I think it is all too common. Rather than just out the cheater and deal with the repercussions, they think it is better for the sake of their families to just pretend it isn't there and then find their own "friends". The problem lies in the fact that the kids will eventually notice what is going on and that will screw them up even more than a divorce in the beginning would. I don't understand this way of thinking, but I have seen it quite a few times.
I think it is very common. People stay together for various reasons, and find ways of working around the fact that they are no longer infatuated with, or sometimes even attracted to, eachother. Just the other day, a co-worker was telling me that she is no longer even remotely attracted to her husband, that she finds his personality wimpy and his physique too overweight for her taste...but she will never leave him because she loves him and doesnt want to hurt him, and because they have a good routine and life together, they see eye to eye on a lot of things, and enjoy each others company. If the Marlboro man were to walk into her bedroom while her man was at work, I reckon she would put that hat on and go to town...! There will always be attraction to others, and there will always be fantasies...a lot of people feel the fantasy is not enough and try to manifest it.

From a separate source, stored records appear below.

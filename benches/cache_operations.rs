//! Benchmarks for the L1 tiered memory store.

use criterion::{criterion_group, criterion_main, Criterion};
use serde_json::json;
use std::hint::black_box;
use strata_cache::config::L1Config;
use strata_cache::L1Cache;

fn bench_l1_operations(c: &mut Criterion) {
    let cache = L1Cache::new(&L1Config::default());

    c.bench_function("l1_set", |b| {
        let mut i = 0u64;
        b.iter(|| {
            i += 1;
            cache.set(&format!("bench:set:{}", i % 10_000), json!({"v": i}), None);
        });
    });

    cache.set("bench:hot", json!({"user": "alice", "score": 100}), None);
    c.bench_function("l1_get_hit", |b| {
        b.iter(|| black_box(cache.get("bench:hot")));
    });

    c.bench_function("l1_get_miss", |b| {
        b.iter(|| black_box(cache.get("bench:absent")));
    });
}

fn bench_l1_invalidation(c: &mut Criterion) {
    use strata_cache::KeyPattern;

    c.bench_function("l1_pattern_invalidation_1k", |b| {
        b.iter_batched(
            || {
                let cache = L1Cache::new(&L1Config::default());
                for i in 0..1_000 {
                    cache.set(&format!("user:{i}"), json!(i), None);
                }
                cache
            },
            |cache| {
                let pattern = KeyPattern::compile("user:9*");
                black_box(cache.invalidate_pattern(&pattern))
            },
            criterion::BatchSize::LargeInput,
        );
    });
}

criterion_group!(benches, bench_l1_operations, bench_l1_invalidation);
criterion_main!(benches);
use crate::foundation::core::{Rgba8, Vec2};
use crate::foundation::error::{FolioError, FolioResult};

/// Interpolation contract for track value types.
///
/// Composite values interpolate component-wise.
pub trait Lerp: Sized {
    /// Interpolate from `a` to `b` with normalized factor `t` in `[0, 1]`.
    fn lerp(a: &Self, b: &Self, t: f64) -> Self;

    /// `false` when any component is NaN or infinite.
    fn is_finite(&self) -> bool {
        true
    }
}

impl Lerp for f64 {
    fn lerp(a: &Self, b: &Self, t: f64) -> Self {
        a + (b - a) * t
    }

    fn is_finite(&self) -> bool {
        f64::is_finite(*self)
    }
}

impl Lerp for Vec2 {
    fn lerp(a: &Self, b: &Self, t: f64) -> Self {
        Vec2::new(a.x + (b.x - a.x) * t, a.y + (b.y - a.y) * t)
    }

    fn is_finite(&self) -> bool {
        Vec2::is_finite(*self)
    }
}

impl Lerp for Rgba8 {
    fn lerp(a: &Self, b: &Self, t: f64) -> Self {
        fn lerp_u8(a: u8, b: u8, t: f64) -> u8 {
            let a = f64::from(a);
            let b = f64::from(b);
            (a + (b - a) * t).round().clamp(0.0, 255.0) as u8
        }

        Self {
            r: lerp_u8(a.r, b.r, t),
            g: lerp_u8(a.g, b.g, t),
            b: lerp_u8(a.b, b.b, t),
            a: lerp_u8(a.a, b.a, t),
        }
    }
}

/// One `(progress breakpoint, value)` pair.
#[derive(Clone, Copy, Debug, PartialEq)]
pub struct Keyframe<T> {
    /// Progress breakpoint.
    pub at: f64,
    /// Value at `at`.
    pub value: T,
}

/// Ordered breakpoint list defining one property as a function of progress.
///
/// Invariants (checked on construction): at least one key, every breakpoint and value finite,
/// breakpoints non-decreasing. Two keys may share a breakpoint to express a hold followed by an
/// instantaneous jump.
#[derive(Clone, Debug, PartialEq)]
pub struct Track<T> {
    keys: Vec<Keyframe<T>>,
}

impl<T: Lerp> Track<T> {
    /// Build a track from explicit keyframes.
    pub fn new(keys: Vec<Keyframe<T>>) -> FolioResult<Self> {
        if keys.is_empty() {
            return Err(FolioError::animation("Track must have at least one key"));
        }
        if let Some(k) = keys.iter().find(|k| !k.at.is_finite()) {
            return Err(FolioError::animation(format!(
                "Track breakpoint must be finite, got {}",
                k.at
            )));
        }
        if let Some(k) = keys.iter().find(|k| !k.value.is_finite()) {
            return Err(FolioError::animation(format!(
                "Track value at breakpoint {} must be finite",
                k.at
            )));
        }
        if !keys.windows(2).all(|w| w[0].at <= w[1].at) {
            return Err(FolioError::animation(
                "Track breakpoints must be non-decreasing",
            ));
        }
        Ok(Self { keys })
    }

    /// Build a track from parallel breakpoint and value lists.
    pub fn ramp(input: &[f64], output: &[T]) -> FolioResult<Self>
    where
        T: Clone,
    {
        if input.len() != output.len() {
            return Err(FolioError::animation(format!(
                "Track ramp needs as many values as breakpoints ({} vs {})",
                output.len(),
                input.len()
            )));
        }
        Self::new(
            input
                .iter()
                .zip(output)
                .map(|(&at, value)| Keyframe {
                    at,
                    value: value.clone(),
                })
                .collect(),
        )
    }
}

impl<T> Track<T> {
    /// Track holding `value` over the whole `[0, 1]` domain.
    pub fn constant(value: T) -> Self
    where
        T: Clone,
    {
        Self {
            keys: vec![
                Keyframe {
                    at: 0.0,
                    value: value.clone(),
                },
                Keyframe { at: 1.0, value },
            ],
        }
    }

    /// Keyframes in breakpoint order.
    pub fn keys(&self) -> &[Keyframe<T>] {
        &self.keys
    }

    /// First keyframe.
    pub fn first(&self) -> &Keyframe<T> {
        &self.keys[0]
    }

    /// Last keyframe.
    pub fn last(&self) -> &Keyframe<T> {
        &self.keys[self.keys.len() - 1]
    }

    /// `true` when the first breakpoint is `0` and the last is `1`.
    pub fn covers_unit_domain(&self) -> bool {
        self.first().at == 0.0 && self.last().at == 1.0
    }
}

impl<T> Track<T>
where
    T: Lerp + Clone,
{
    /// Value of this track at `progress`.
    ///
    /// Progress before the first breakpoint (or NaN) yields the first value, progress at or past
    /// the last breakpoint yields the last value. Between breakpoints the value is linear. At a
    /// duplicated breakpoint the later key wins.
    pub fn evaluate(&self, progress: f64) -> T {
        let idx = self.keys.partition_point(|k| k.at <= progress);

        if idx == 0 {
            return self.first().value.clone();
        }
        if idx >= self.keys.len() {
            return self.last().value.clone();
        }

        let a = &self.keys[idx - 1];
        let b = &self.keys[idx];
        let span = b.at - a.at;
        if span <= 0.0 {
            return b.value.clone();
        }

        let t = ((progress - a.at) / span).clamp(0.0, 1.0);
        T::lerp(&a.value, &b.value, t)
    }
}

/// Free-function form of [`Track::evaluate`].
pub fn evaluate<T: Lerp + Clone>(track: &Track<T>, progress: f64) -> T {
    track.evaluate(progress)
}

#[cfg(test)]
#[path = "../../tests/unit/animation/track.rs"]
mod tests;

Sadly, the fantasy is usually much better than the reality, especially when people get hurt...but yes, I believe cheating is a very common occurance in relationships, and whe someone gets caught, the spouse/partner rationalizes his/her own cheating and the couple embarks on a long-winded, often dishonest journey. If they HAD been honest with each other, maybe they could have enjoyed extra partners together...and remained connected without all the hurt...though society has so drilled it into our heads that this is perverted and wrong, my guess is it would be a rare thing.
Unless she was already cheating too this woman is insane. Get physical evidence of the guy cheating, divorce, take his $$$. Why would you keep a person like that in your life?? Life is too short to spend it locked in a marriage for the sake of children. The lesson you are setting is never have children, otherwise you may be locked in a marriage for life.
and as I identified I thought I could feel her pain as she was telling me her story.....it was a very sad thing.
Or maybe she's a drama queen, living out her own soap operas and wants to talk about them. People like that are emotional vampires and can wear you out to be around them.